Everything from the first line of the material below through the line containing "assert_eq!(outcome.created, 8);" is to be printed exactly, and nothing more.

Task data =>
---*---

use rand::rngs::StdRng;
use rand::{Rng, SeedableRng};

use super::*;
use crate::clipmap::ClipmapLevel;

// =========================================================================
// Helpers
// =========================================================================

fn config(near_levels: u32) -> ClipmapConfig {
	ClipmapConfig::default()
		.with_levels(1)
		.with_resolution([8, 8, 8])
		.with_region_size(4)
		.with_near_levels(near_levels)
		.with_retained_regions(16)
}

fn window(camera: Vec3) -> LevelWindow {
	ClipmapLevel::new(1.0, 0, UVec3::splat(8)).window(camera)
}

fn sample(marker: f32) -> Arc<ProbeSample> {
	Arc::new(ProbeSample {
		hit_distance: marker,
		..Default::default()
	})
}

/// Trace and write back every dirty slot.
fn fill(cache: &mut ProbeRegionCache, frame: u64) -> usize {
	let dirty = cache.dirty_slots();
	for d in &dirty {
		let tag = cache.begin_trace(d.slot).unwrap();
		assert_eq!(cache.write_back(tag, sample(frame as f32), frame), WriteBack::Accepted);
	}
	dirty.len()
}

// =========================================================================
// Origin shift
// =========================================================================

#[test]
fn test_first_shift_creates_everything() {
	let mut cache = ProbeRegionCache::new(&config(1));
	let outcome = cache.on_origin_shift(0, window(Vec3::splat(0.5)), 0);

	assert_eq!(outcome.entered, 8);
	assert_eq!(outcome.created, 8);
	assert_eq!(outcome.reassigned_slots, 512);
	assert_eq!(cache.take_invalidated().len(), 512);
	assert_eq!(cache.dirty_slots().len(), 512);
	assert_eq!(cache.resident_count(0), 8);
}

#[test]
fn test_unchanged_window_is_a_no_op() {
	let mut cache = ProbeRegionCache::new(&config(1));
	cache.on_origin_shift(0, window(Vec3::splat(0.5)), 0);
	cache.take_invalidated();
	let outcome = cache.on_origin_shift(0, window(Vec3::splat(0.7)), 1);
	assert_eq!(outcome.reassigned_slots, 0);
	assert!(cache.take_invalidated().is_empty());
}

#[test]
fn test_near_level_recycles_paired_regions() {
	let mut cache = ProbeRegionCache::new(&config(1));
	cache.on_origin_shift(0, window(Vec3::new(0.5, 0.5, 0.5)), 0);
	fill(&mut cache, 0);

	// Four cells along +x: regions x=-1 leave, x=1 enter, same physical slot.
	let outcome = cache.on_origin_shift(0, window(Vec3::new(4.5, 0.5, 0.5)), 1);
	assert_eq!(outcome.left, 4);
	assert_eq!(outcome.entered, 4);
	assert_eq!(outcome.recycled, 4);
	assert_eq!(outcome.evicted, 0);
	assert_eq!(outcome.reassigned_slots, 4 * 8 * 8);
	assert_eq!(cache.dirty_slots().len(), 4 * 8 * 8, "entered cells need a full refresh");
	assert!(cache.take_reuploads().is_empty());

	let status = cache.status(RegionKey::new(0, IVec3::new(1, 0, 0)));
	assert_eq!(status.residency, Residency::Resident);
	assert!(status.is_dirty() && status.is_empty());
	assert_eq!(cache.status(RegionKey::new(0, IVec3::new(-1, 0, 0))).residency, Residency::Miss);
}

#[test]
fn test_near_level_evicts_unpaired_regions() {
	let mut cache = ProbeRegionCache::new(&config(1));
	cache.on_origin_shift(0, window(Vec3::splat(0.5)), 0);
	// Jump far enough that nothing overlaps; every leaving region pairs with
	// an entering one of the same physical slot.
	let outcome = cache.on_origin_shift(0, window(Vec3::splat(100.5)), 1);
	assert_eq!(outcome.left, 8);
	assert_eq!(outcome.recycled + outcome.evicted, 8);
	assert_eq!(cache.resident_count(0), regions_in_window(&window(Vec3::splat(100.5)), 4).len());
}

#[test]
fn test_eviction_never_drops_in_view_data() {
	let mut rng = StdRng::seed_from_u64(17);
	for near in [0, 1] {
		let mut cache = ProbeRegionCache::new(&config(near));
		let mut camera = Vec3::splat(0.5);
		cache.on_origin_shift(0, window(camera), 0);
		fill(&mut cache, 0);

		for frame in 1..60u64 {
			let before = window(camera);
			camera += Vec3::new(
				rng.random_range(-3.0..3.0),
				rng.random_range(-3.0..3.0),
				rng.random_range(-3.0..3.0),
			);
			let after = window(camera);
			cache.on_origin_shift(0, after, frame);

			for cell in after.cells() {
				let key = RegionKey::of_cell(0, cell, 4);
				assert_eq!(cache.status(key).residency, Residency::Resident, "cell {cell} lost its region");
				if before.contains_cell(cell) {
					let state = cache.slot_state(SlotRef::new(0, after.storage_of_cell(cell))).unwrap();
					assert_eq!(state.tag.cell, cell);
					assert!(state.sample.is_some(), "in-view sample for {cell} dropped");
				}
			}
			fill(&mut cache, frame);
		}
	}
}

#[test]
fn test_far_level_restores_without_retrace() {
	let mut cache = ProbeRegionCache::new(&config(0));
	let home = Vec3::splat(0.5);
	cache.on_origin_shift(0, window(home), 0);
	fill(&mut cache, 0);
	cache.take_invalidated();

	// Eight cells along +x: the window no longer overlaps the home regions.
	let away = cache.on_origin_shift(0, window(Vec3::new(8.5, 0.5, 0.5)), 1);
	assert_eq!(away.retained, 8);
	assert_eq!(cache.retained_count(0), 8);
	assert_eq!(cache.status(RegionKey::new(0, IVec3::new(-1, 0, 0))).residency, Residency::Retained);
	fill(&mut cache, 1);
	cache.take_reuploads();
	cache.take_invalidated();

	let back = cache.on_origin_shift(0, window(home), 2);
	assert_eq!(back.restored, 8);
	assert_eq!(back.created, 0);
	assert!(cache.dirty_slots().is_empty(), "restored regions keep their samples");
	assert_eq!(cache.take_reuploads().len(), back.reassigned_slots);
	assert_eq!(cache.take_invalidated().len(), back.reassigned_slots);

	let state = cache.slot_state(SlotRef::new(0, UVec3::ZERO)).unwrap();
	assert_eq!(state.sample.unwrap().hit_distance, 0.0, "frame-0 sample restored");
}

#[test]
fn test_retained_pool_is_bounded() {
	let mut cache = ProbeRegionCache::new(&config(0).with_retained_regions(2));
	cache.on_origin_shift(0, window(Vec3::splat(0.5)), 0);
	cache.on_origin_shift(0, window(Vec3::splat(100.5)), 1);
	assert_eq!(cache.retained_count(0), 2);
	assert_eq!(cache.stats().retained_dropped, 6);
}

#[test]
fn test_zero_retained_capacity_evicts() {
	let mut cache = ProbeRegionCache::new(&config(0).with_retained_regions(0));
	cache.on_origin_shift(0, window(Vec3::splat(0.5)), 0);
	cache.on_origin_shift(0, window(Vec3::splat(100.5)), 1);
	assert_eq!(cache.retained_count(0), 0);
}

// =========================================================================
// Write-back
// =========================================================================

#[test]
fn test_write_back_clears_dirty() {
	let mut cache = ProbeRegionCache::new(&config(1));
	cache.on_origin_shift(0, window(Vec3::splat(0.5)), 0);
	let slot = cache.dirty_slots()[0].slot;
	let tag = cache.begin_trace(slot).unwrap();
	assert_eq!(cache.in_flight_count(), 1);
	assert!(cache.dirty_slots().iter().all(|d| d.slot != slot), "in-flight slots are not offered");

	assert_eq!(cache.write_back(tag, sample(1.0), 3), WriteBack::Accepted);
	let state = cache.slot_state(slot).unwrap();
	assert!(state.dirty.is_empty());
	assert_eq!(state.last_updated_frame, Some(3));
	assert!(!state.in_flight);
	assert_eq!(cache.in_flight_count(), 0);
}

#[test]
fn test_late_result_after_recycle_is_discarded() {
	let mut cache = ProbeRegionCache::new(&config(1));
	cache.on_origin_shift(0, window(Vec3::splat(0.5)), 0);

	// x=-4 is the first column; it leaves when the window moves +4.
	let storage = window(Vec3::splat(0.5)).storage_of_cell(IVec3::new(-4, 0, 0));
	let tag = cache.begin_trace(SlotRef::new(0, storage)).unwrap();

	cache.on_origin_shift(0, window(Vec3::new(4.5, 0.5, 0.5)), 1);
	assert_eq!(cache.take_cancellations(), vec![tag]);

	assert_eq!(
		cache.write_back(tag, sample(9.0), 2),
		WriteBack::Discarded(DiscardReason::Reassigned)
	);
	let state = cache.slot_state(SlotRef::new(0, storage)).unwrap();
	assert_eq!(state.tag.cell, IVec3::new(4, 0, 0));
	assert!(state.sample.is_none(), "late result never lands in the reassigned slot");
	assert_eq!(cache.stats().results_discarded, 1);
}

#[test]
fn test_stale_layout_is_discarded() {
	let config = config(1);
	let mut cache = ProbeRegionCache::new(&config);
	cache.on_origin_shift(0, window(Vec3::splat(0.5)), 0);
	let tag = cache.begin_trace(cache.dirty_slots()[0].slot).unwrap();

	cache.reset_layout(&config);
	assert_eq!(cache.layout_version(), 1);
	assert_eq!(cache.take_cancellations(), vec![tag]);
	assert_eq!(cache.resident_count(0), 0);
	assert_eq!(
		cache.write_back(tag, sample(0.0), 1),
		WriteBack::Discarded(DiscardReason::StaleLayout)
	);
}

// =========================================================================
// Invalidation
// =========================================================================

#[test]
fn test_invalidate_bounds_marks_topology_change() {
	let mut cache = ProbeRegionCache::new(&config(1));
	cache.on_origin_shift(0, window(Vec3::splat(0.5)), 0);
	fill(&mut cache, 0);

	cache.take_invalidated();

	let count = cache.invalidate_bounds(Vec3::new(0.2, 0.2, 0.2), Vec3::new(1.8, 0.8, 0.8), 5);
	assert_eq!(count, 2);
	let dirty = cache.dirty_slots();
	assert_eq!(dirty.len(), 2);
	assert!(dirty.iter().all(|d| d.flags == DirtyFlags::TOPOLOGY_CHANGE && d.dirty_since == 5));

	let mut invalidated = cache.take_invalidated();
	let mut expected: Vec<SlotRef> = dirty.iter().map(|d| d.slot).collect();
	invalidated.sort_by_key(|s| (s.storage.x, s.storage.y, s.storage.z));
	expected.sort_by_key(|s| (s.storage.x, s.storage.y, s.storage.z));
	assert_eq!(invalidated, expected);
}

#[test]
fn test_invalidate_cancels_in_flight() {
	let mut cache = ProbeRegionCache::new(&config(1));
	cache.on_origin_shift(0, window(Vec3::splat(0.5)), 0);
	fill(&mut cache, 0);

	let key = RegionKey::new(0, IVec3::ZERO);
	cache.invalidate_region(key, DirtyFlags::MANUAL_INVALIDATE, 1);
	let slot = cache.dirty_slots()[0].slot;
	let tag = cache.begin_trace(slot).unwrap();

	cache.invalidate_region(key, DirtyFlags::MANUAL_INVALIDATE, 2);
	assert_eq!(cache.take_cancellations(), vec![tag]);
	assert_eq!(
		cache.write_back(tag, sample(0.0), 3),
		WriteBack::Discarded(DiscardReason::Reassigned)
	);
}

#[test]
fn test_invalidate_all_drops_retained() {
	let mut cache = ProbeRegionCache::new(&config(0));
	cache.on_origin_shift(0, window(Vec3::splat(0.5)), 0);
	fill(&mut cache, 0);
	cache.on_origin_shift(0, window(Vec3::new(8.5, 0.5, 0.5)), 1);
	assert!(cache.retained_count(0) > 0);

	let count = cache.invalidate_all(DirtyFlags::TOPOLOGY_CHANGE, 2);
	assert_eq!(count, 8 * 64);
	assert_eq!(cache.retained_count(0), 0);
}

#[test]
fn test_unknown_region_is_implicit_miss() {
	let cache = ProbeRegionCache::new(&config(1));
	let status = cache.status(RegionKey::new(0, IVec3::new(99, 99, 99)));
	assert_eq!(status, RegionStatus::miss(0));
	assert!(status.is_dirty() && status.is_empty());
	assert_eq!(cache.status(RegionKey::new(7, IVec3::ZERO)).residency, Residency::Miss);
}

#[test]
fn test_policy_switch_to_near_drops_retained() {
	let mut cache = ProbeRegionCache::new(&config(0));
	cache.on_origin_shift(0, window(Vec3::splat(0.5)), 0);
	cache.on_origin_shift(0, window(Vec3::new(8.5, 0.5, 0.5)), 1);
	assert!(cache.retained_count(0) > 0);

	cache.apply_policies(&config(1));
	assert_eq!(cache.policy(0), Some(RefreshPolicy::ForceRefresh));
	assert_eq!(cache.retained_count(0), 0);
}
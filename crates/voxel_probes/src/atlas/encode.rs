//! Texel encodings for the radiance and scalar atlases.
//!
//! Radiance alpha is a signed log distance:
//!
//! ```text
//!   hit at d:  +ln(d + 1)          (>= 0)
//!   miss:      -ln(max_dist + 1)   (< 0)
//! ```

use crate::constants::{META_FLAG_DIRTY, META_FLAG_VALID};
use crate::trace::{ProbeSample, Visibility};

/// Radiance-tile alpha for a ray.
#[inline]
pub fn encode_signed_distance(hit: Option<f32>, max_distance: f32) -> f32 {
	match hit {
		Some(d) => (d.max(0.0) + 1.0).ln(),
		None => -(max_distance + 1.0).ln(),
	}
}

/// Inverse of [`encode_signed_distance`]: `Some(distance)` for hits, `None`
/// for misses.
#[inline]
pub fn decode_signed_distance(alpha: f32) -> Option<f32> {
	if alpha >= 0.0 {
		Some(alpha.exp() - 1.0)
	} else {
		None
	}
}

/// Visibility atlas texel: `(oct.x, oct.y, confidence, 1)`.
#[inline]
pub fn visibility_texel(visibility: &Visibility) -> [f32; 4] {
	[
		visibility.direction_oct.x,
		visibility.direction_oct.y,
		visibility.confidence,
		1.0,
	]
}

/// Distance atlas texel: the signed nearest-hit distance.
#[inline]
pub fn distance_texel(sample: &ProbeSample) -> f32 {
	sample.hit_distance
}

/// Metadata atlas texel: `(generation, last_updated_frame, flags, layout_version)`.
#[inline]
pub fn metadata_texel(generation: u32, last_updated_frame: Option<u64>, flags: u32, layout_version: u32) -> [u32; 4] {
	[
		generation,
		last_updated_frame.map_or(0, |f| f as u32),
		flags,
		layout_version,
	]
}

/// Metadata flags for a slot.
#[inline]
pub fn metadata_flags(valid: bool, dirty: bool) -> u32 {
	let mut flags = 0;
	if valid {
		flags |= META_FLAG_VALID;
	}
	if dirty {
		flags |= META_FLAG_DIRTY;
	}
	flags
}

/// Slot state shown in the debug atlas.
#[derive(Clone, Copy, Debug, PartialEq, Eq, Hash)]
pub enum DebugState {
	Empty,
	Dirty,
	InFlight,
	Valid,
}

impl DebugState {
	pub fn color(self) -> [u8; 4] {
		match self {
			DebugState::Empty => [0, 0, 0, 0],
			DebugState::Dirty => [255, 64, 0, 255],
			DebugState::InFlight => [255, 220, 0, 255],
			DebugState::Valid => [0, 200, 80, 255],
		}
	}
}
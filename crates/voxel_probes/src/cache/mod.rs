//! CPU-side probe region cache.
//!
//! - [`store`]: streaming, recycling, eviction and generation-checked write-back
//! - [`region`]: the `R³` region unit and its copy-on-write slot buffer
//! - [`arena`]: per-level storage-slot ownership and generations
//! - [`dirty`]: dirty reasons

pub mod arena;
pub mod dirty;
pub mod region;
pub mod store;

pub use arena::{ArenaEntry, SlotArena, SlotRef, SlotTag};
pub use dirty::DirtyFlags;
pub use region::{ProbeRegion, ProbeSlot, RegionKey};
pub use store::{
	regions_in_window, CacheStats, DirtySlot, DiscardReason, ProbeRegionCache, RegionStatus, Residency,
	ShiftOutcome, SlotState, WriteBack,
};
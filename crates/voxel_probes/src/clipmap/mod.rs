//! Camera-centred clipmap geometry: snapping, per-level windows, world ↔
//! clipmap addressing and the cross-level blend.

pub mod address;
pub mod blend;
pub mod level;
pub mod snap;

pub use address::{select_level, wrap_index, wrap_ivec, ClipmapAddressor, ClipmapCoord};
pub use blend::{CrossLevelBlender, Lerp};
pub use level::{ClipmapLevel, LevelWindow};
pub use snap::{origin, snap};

---*---

Written reply =>
use rand::rngs::StdRng;
use rand::{Rng, SeedableRng};

use super::*;
use crate::clipmap::ClipmapLevel;

// =========================================================================
// Helpers
// =========================================================================

fn config(near_levels: u32) -> ClipmapConfig {
	ClipmapConfig::default()
		.with_levels(1)
		.with_resolution([8, 8, 8])
		.with_region_size(4)
		.with_near_levels(near_levels)
		.with_retained_regions(16)
}

fn window(camera: Vec3) -> LevelWindow {
	ClipmapLevel::new(1.0, 0, UVec3::splat(8)).window(camera)
}

fn sample(marker: f32) -> Arc<ProbeSample> {
	Arc::new(ProbeSample {
		hit_distance: marker,
		..Default::default()
	})
}

/// Trace and write back every dirty slot.
fn fill(cache: &mut ProbeRegionCache, frame: u64) -> usize {
	let dirty = cache.dirty_slots();
	for d in &dirty {
		let tag = cache.begin_trace(d.slot).unwrap();
		assert_eq!(cache.write_back(tag, sample(frame as f32), frame), WriteBack::Accepted);
	}
	dirty.len()
}

// =========================================================================
// Origin shift
// =========================================================================

#[test]
fn test_first_shift_creates_everything() {
	let mut cache = ProbeRegionCache::new(&config(1));
	let outcome = cache.on_origin_shift(0, window(Vec3::splat(0.5)), 0);

	assert_eq!(outcome.entered, 8);
	assert_eq!(outcome.created, 8);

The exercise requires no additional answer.